4 L’article 23, paragraphe 2, point 1, de la convention de 1970 dispose :
« En ce qui concerne les résidents de la Belgique, la double imposition est évitée de la manière suivante :
1° les revenus provenant du Luxembourg – à l’exclusion des revenus visés aux 2° et 3° – et les éléments de la fortune situés au Luxembourg, qui sont imposables dans cet État en vertu des articles précédents, sont exemptés d'impôts en Belgique. Cette exemption ne limite pas le droit de la Belgique de tenir compte, lors de la détermination du taux de ses impôts, des revenus et des éléments de la fortune ainsi exemptés ».
Le droit belge
5 L’article 131 du code des impôts sur le revenu de 1992, dans sa version applicable aux faits au principal (ci-après le « CIR de 1992 »), régit les quotités exemptées d’impôt.
6 Les réductions d’impôt accordées au titre de l’épargne à long terme, des prestations payées avec des titres-services, des dépenses faites en vue d’économiser l’énergie dans une habitation, des dépenses de sécurisation des habitations contre le vol ou l’incendie ainsi que des libéralités sont régies, respectivement, par les articles 145/1, 145/21, 145/24, 145/31 et 145/33 du CIR de 1992.
7 Aux termes de l’article 155 de ce code :
« Les revenus exonérés en vertu de conventions internationales préventives de la double imposition sont pris en considération pour la détermination de l’impôt, mais celui-ci est réduit proportionnellement à la partie des revenus exonérés dans le total des revenus.
Il en est de même pour :
– les revenus exonérés en vertu d’autres traités ou accords internationaux, pour autant que ceux-ci prévoient une clause de réserve de progressivité ;
[...]
Lorsqu’une imposition commune est établie, la réduction est calculée par contribuable sur l’ensemble de ses revenus nets. »
8 À la suite de l’arrêt du 12 décembre 2002, de Groot (C‑385/00, EU:C:2002:750), le Royaume de Belgique a adopté la circulaire no CI.RH.331/575.420, du 12 mars 2008, prévoyant une réduction d’impôt pour revenus exonérés en vertu d’une convention internationale, en sus de la réduction prévue à l’article 155 du CIR de 1992 (ci-après la « circulaire de 2008 »).
9 La circulaire de 2008 énonce dans son introduction :
« 1. Dans le système fiscal belge, les avantages fiscaux liés à la situation personnelle et familiale du contribuable [...] sont appliqués tant sur les revenus d’origine belge que sur les revenus d’origine étrangère. Si la situation familiale ou personnelle en question n’a pas été prise en compte à l’étranger, une partie de ces avantages est perdue.
Les Pays-Bas appliquaient une méthode d’exemption avec réserve de progressivité analogue à celle pratiquée en Belgique. Dans son arrêt [du 12 décembre 2002, de Groot (C‑385/00, EU:C:2002:750), la Cour] a toutefois jugé que cette manière de procéder était contraire à la réglementation en matière de libre circulation des personnes dans l’[Union européenne].

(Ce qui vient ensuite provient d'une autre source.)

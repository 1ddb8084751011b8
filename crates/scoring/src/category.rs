//! Asset categories as stored by the asset back-end.
//!
//! Labels are matched exactly, including the back-end's spelling quirks, so
//! records created through the dashboard keep scoring the same way.

use h2site_geo::{haversine_distance, Asset, GeoPoint};
use serde::{Deserialize, Serialize};
use std::collections::HashMap;

/// Which sub-score a category contributes to.
#[derive(Debug, Clone, Copy, PartialEq, Eq, Hash, Serialize, Deserialize)]
#[serde(rename_all = "snake_case")]
pub enum Factor {
    Infrastructure,
    Environment,
    Economic,
}

/// Known asset categories.
#[derive(Debug, Clone, Copy, PartialEq, Eq, Hash, Serialize, Deserialize)]
pub enum AssetCategory {
    HydrogenPlants,
    HydrogenStorage,
    HydrogenDistributionHubs,
    Ports,
    AirportsRailwayStations,
    RenewableEnergyFarms,
    LandResidential,
    LandIndustrial,
    LandForest,
    WaterSources,
    DisasterResilientZone,
    DisasterProneZone,
    BiodiversityZone,
    RestrictedZone,
    SubsidyZone,
    IndustrialUrbanCluster,
}

impl AssetCategory {
    /// Every category, in back-end order.
    pub const ALL: [AssetCategory; 16] = [
        Self::HydrogenPlants,
        Self::HydrogenStorage,
        Self::HydrogenDistributionHubs,
        Self::Ports,
        Self::AirportsRailwayStations,
        Self::RenewableEnergyFarms,
        Self::LandResidential,
        Self::LandIndustrial,
        Self::LandForest,
        Self::WaterSources,
        Self::DisasterResilientZone,
        Self::DisasterProneZone,
        Self::BiodiversityZone,
        Self::RestrictedZone,
        Self::SubsidyZone,
        Self::IndustrialUrbanCluster,
    ];

    /// The label stored in asset records.
    pub fn label(&self) -> &'static str {
        match self {
            Self::HydrogenPlants => "Hydrogen Plants",
            Self::HydrogenStorage => {
                "Hydrogen Storage Facilities (tanks, underground storage, others)"
            }
            // Unbalanced parenthesis is how the back-end stores it.
            Self::HydrogenDistributionHubs => {
                "Hydrogen Distribution Hubs (refuelling stations, industrial hubs, others"
            }
            Self::Ports => "Ports (import/export potential)",
            Self::AirportsRailwayStations => "Airports/Railway Stations",
            Self::RenewableEnergyFarms => {
                "Renewable Energy Farms (solar, wind, hydro, biomass, others)"
            }
            Self::LandResidential => "Land Suitability - Residencial",
            Self::LandIndustrial => "Land Suitability - Industrial",
            Self::LandForest => "Land Suitability - Forest",
            Self::WaterSources => "Water Sources (rivers, reservoirs, groundwater, others)",
            Self::DisasterResilientZone => "Natural Disaster Resilient Zone",
            Self::DisasterProneZone => "Natural Disaster Prone Zone",
            Self::BiodiversityZone => "National Park / Biodiversity Zone",
            Self::RestrictedZone => "Restricted/Protected Zone",
            Self::SubsidyZone => "Subsidy / Incentive Zone",
            Self::IndustrialUrbanCluster => "Proximity to Industrial/Urban Cluster",
        }
    }

    /// Look up a category by its exact stored label.
    pub fn from_label(label: &str) -> Option<Self> {
        Self::ALL.into_iter().find(|c| c.label() == label)
    }

    /// The sub-score this category feeds.
    pub fn factor(&self) -> Factor {
        match self {
            Self::HydrogenPlants
            | Self::HydrogenStorage
            | Self::HydrogenDistributionHubs
            | Self::Ports
            | Self::AirportsRailwayStations
            | Self::RenewableEnergyFarms => Factor::Infrastructure,
            Self::SubsidyZone | Self::IndustrialUrbanCluster => Factor::Economic,
            _ => Factor::Environment,
        }
    }

    /// Category of an asset, if its type label is known.
    pub fn of(asset: &Asset) -> Option<Self> {
        Self::from_label(&asset.asset_type)
    }
}

impl std::fmt::Display for AssetCategory {
    fn fmt(&self, f: &mut std::fmt::Formatter<'_>) -> std::fmt::Result {
        f.write_str(self.label())
    }
}

/// Count and closest distance for one category.
#[derive(Debug, Clone, Copy, PartialEq)]
pub struct CategoryStat {
    pub count: usize,
    pub closest_km: f64,
}

/// Per-category counts and closest distances within a radius.
#[derive(Debug, Clone, Default, PartialEq)]
pub struct CategoryTally {
    stats: HashMap<AssetCategory, CategoryStat>,
    radius_km: f64,
}

impl CategoryTally {
    /// Tally assets of `factor` within `radius_km` of `center` (inclusive).
    ///
    /// Assets with unknown categories or invalid coordinates are ignored.
    pub fn collect(center: GeoPoint, radius_km: f64, assets: &[Asset], factor: Factor) -> Self {
        let mut stats: HashMap<AssetCategory, CategoryStat> = HashMap::new();

        for asset in assets {
            let Some(category) = AssetCategory::of(asset).filter(|c| c.factor() == factor) else {
                continue;
            };
            if !asset.coordinates.is_valid() {
                continue;
            }
            let distance = haversine_distance(&center, &asset.coordinates);
            if distance > radius_km {
                continue;
            }
            stats
                .entry(category)
                .and_modify(|s| {
                    s.count += 1;
                    s.closest_km = s.closest_km.min(distance);
                })
                .or_insert(CategoryStat {
                    count: 1,
                    closest_km: distance,
                });
        }

        Self { stats, radius_km }
    }

    /// Number of assets in `category`.
    pub fn count(&self, category: AssetCategory) -> usize {
        self.stats.get(&category).map_or(0, |s| s.count)
    }

    /// `1 - closest/radius` for `category`: 1 at the center, 0 at the edge,
    /// `None` when the category has no assets in range.
    pub fn proximity(&self, category: AssetCategory) -> Option<f64> {
        self.stats
            .get(&category)
            .map(|s| 1.0 - s.closest_km / self.radius_km)
    }

    /// Total number of tallied assets.
    pub fn total(&self) -> usize {
        self.stats.values().map(|s| s.count).sum()
    }
}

La Belgique a été invitée par la Commission européenne à mettre les dispositions fiscales belges relatives à l’application de la méthode d’exemption avec réserve de progressivité [...] en conformité avec les obligations au titre des articles 18, 39, 43 et 56 CE [...]
La solution suivante a été retenue : dans les cas où la situation personnelle et familiale du contribuable n’a pas été prise en considération à l’étranger, une réduction d’impôt pour revenus d’origine étrangère sera accordée en sus de la réduction prévue à [l’article 155 du CIR de 1992].

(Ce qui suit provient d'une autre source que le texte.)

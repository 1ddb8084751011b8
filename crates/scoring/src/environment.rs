//! Environmental and land factors score.

use crate::category::{AssetCategory, CategoryTally, Factor};
use h2site_geo::{Asset, GeoPoint};
use serde::Serialize;

/// Components of the environment score.
#[derive(Debug, Clone, Copy, Default, PartialEq, Serialize)]
pub struct EnvironmentBreakdown {
    /// Industrial land bonus less residential and forest penalties (0 to 0.3)
    pub land_suitability: f64,
    /// Penalty for nearby restricted zones (0 to 0.2)
    pub zoning_penalty: f64,
    /// Water source count and proximity (0 to 0.2)
    pub water_availability: f64,
    /// Resilient-zone bonus less disaster-prone proximity (0 to 0.15)
    pub climate_resilience: f64,
    /// Penalty for nearby national parks and biodiversity zones (0 to 0.15)
    pub biodiversity_penalty: f64,
}

impl EnvironmentBreakdown {
    /// Derive the components from a tally of environment assets.
    pub fn from_tally(tally: &CategoryTally) -> Self {
        let industrial = tally.count(AssetCategory::LandIndustrial) as f64;
        let residential = tally.count(AssetCategory::LandResidential) as f64;
        let forest = tally.count(AssetCategory::LandForest) as f64;
        let land_suitability =
            ((industrial * 0.15).min(0.3) - residential * 0.02 - forest * 0.08).max(0.0);

        let zoning_penalty = tally
            .proximity(AssetCategory::RestrictedZone)
            .map_or(0.0, |p| p * 0.2);

        let water_count = tally.count(AssetCategory::WaterSources) as f64;
        let water_availability = tally
            .proximity(AssetCategory::WaterSources)
            .map_or(0.0, |p| (water_count * 0.1 + p * 0.1).min(0.2));

        let resilient = tally.count(AssetCategory::DisasterResilientZone) as f64;
        let prone_penalty = tally
            .proximity(AssetCategory::DisasterProneZone)
            .map_or(0.0, |p| p * 0.1);
        let climate_resilience = ((resilient * 0.08).min(0.15) - prone_penalty).max(0.0);

        let biodiversity_penalty = tally
            .proximity(AssetCategory::BiodiversityZone)
            .map_or(0.0, |p| p * 0.15);

        Self {
            land_suitability,
            zoning_penalty,
            water_availability,
            climate_resilience,
            biodiversity_penalty,
        }
    }

    /// Bonuses minus penalties, clamped to `[0, 1]`.
    pub fn total(&self) -> f64 {
        (self.land_suitability + self.water_availability + self.climate_resilience
            - self.zoning_penalty
            - self.biodiversity_penalty)
            .clamp(0.0, 1.0)
    }
}

/// Environment breakdown for the site at `center`.
pub fn environment_breakdown(
    center: GeoPoint,
    radius_km: f64,
    assets: &[Asset],
) -> EnvironmentBreakdown {
    let tally = CategoryTally::collect(center, radius_km, assets, Factor::Environment);
    let breakdown = EnvironmentBreakdown::from_tally(&tally);
    tracing::debug!(assets = tally.total(), ?breakdown, "environment score");
    breakdown
}

#[cfg(test)]
mod tests {
    use super::*;

    const CENTER: GeoPoint = GeoPoint::new(77.5946, 12.9716);

    fn at(category: AssetCategory, lon: f64, lat: f64) -> Asset {
        Asset::new(category.label(), category.label(), category.label(), GeoPoint::new(lon, lat))
    }

    #[test]
    fn test_empty_scores_zero() {
        let breakdown = environment_breakdown(CENTER, 10.0, &[]);
        assert_eq!(breakdown, EnvironmentBreakdown::default());
        assert_eq!(breakdown.total(), 0.0);
    }

    #[test]
    fn test_land_suitability() {
        let assets = vec![
            at(AssetCategory::LandIndustrial, 77.5946, 12.9712),
            at(AssetCategory::LandIndustrial, 77.6000, 12.9800),
            at(AssetCategory::LandIndustrial, 77.5800, 12.9650),
            at(AssetCategory::LandResidential, 77.5900, 12.9750),
        ];
        let breakdown = environment_breakdown(CENTER, 10.0, &assets);
        assert!((breakdown.land_suitability - 0.28).abs() < 1e-12);
    }

    #[test]
    fn test_forest_floors_at_zero() {
        let assets = vec![
            at(AssetCategory::LandIndustrial, 77.5946, 12.9712),
            at(AssetCategory::LandForest, 77.6000, 12.9800),
            at(AssetCategory::LandForest, 77.5800, 12.9650),
        ];
        let breakdown = environment_breakdown(CENTER, 10.0, &assets);
        assert_eq!(breakdown.land_suitability, 0.0);
    }

    #[test]
    fn test_water_capped() {
        let assets = vec![
            at(AssetCategory::WaterSources, 77.5947, 12.9713),
            at(AssetCategory::WaterSources, 77.5980, 12.9780),
        ];
        let breakdown = environment_breakdown(CENTER, 10.0, &assets);
        assert!((breakdown.water_availability - 0.2).abs() < 1e-12);
        assert!((breakdown.total() - 0.2).abs() < 1e-12);
    }

    #[test]
    fn test_penalties_clamp_total() {
        let assets = vec![
            at(AssetCategory::RestrictedZone, 77.5946, 12.9716),
            at(AssetCategory::BiodiversityZone, 77.5946, 12.9716),
        ];
        let breakdown = environment_breakdown(CENTER, 10.0, &assets);
        assert!((breakdown.zoning_penalty - 0.2).abs() < 1e-12);
        assert!((breakdown.biodiversity_penalty - 0.15).abs() < 1e-12);
        assert_eq!(breakdown.total(), 0.0);
    }

    #[test]
    fn test_prone_zone_cancels_resilience() {
        let assets = vec![
            at(AssetCategory::DisasterResilientZone, 77.6025, 12.9840),
            at(AssetCategory::DisasterProneZone, 77.5946, 12.9716),
        ];
        let breakdown = environment_breakdown(CENTER, 10.0, &assets);
        assert_eq!(breakdown.climate_resilience, 0.0);
    }
}
//! Saved report listing, search and statistics.

use crate::error::{ReportError, Result};
use serde::{Deserialize, Serialize};
use std::str::FromStr;

/// Processing state of a saved report.
#[derive(Debug, Clone, Copy, PartialEq, Eq, Hash, Serialize, Deserialize)]
#[serde(rename_all = "lowercase")]
pub enum ReportStatus {
    Completed,
    Processing,
    Failed,
}

impl ReportStatus {
    pub fn as_str(&self) -> &'static str {
        match self {
            Self::Completed => "completed",
            Self::Processing => "processing",
            Self::Failed => "failed",
        }
    }
}

impl FromStr for ReportStatus {
    type Err = ReportError;

    fn from_str(s: &str) -> Result<Self> {
        match s.to_lowercase().as_str() {
            "completed" => Ok(Self::Completed),
            "processing" => Ok(Self::Processing),
            "failed" => Ok(Self::Failed),
            _ => Err(ReportError::InvalidStatus(s.to_string())),
        }
    }
}

impl std::fmt::Display for ReportStatus {
    fn fmt(&self, f: &mut std::fmt::Formatter<'_>) -> std::fmt::Result {
        f.write_str(self.as_str())
    }
}

/// A saved analysis report.
#[derive(Debug, Clone, PartialEq, Serialize, Deserialize)]
#[serde(rename_all = "camelCase")]
pub struct ReportRecord {
    pub id: String,
    pub name: String,
    pub location: String,
    pub generated_at: String,
    pub status: ReportStatus,
    /// Human-readable file size, e.g. "2.4 MB"
    #[serde(default)]
    pub size: String,
    pub analysis_radius: f64,
    /// Overall score out of 100; 0 when not yet scored
    #[serde(default)]
    pub score: f64,
}

/// Search text and status filter for the report list.
#[derive(Debug, Clone, Default, PartialEq, Eq)]
pub struct ReportFilter {
    /// Case-insensitive substring of the name or location
    pub query: Option<String>,
    /// Only reports in this status; all when `None`
    pub status: Option<ReportStatus>,
}

impl ReportFilter {
    pub fn new() -> Self {
        Self::default()
    }

    #[must_use]
    pub fn with_query(mut self, query: impl Into<String>) -> Self {
        self.query = Some(query.into());
        self
    }

    #[must_use]
    pub fn with_status(mut self, status: ReportStatus) -> Self {
        self.status = Some(status);
        self
    }

    /// Whether `record` passes the filter.
    pub fn matches(&self, record: &ReportRecord) -> bool {
        let matches_search = self.query.as_deref().is_none_or(|q| {
            let q = q.to_lowercase();
            record.name.to_lowercase().contains(&q) || record.location.to_lowercase().contains(&q)
        });
        let matches_status = self.status.is_none_or(|s| s == record.status);
        matches_search && matches_status
    }

    /// Records passing the filter, in their original order.
    pub fn apply<'a>(&self, records: &'a [ReportRecord]) -> Vec<&'a ReportRecord> {
        records.iter().filter(|r| self.matches(r)).collect()
    }

    /// Whether any criterion is set.
    pub fn is_active(&self) -> bool {
        self.query.as_deref().is_some_and(|q| !q.is_empty()) || self.status.is_some()
    }
}

/// Summary counters over a report list.
#[derive(Debug, Clone, Copy, Default, PartialEq, Serialize)]
#[serde(rename_all = "camelCase")]
pub struct ReportStats {
    pub total: usize,
    pub completed: usize,
    pub processing: usize,
    /// Sum of positive completed scores over the completed count; 0 when none
    pub average_score: f64,
}

impl ReportStats {
    pub fn from_records(records: &[ReportRecord]) -> Self {
        let completed = records
            .iter()
            .filter(|r| r.status == ReportStatus::Completed)
            .count();
        let processing = records
            .iter()
            .filter(|r| r.status == ReportStatus::Processing)
            .count();
        let scored_sum: f64 = records
            .iter()
            .filter(|r| r.status == ReportStatus::Completed && r.score > 0.0)
            .map(|r| r.score)
            .sum();

        let average_score = if completed == 0 {
            0.0
        } else {
            scored_sum / completed as f64
        };

        Self {
            total: records.len(),
            completed,
            processing,
            average_score,
        }
    }
}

Cette réduction supplémentaire ne sera toutefois accordée que si le total de l’impôt calculé avec application de la méthode d’exemption avec réserve de progressivité prévue à [l’article 155 du CIR de 1992], augmenté de l’impôt dû à l’étranger sur les revenus exonérés, excède l’impôt qui aurait été dû si les revenus provenaient exclusivement de source belge et que les impôts y afférents avaient été dus en Belgique.

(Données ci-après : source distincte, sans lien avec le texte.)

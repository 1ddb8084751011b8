//! Geocode commands - place search and reverse lookup

use crate::context::Context;
use anyhow::Result;
use h2site_cli::output::Status;
use h2site_cli::progress;
use h2site_geo::GeoPoint;
use owo_colors::OwoColorize;

/// Search places by name
pub async fn forward(ctx: &Context, query: &str) -> Result<()> {
    let client = ctx.client()?;

    let pb = progress::spinner(&format!("Searching for {query}..."));
    let locations = match client.geocoding().forward(query).await {
        Ok(locations) => {
            pb.finish_and_clear();
            locations
        }
        Err(e) => {
            progress::finish_error(&pb, "Search failed");
            return Err(e.into());
        }
    };

    if ctx.is_json() {
        return ctx.print_json(&locations);
    }

    if locations.is_empty() {
        Status::info(&format!("No places found for \"{query}\""));
        return Ok(());
    }

    Status::header(&format!("Places matching \"{query}\""));
    for location in &locations {
        println!(
            "  {} {}",
            location.name.bold(),
            format!(
                "({:.4}, {:.4})",
                location.coordinates.latitude, location.coordinates.longitude
            )
            .dimmed()
        );
        println!("    {}", location.address);
    }
    Ok(())
}

/// Name the place at a point
///
/// Lookup failures degrade to the unnamed fallback location.
pub async fn reverse(ctx: &Context, point: GeoPoint) -> Result<()> {
    point.validate()?;
    let client = ctx.client()?;

    let location = client.geocoding().reverse_or_fallback(point).await;

    if ctx.is_json() {
        return ctx.print_json(&location);
    }

    println!("{}", location.name.bold());
    println!("  {}", location.address);
    Ok(())
}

Cette réduction correspondra à la différence entre l’impôt belge sur le revenu (calculé avec application de la méthode d’exemption avec réserve de progressivité telle qu’elle est actuellement prévue à [l’article 155 du CIR de 1992]), augmenté de l’impôt de même nature dû sur les revenus d’origine étrangère, et l’impôt qui aurait été dû si les revenus provenaient exclusivement de source belge et que les impôts y afférents avaient été dus en Belgique.
Pour déterminer le montant de la réduction supplémentaire, il sera donc nécessaire de calculer l’impôt qui aurait été dû si les revenus provenaient exclusivement de source belge et que les impôts y afférents avaient été dus en Belgique.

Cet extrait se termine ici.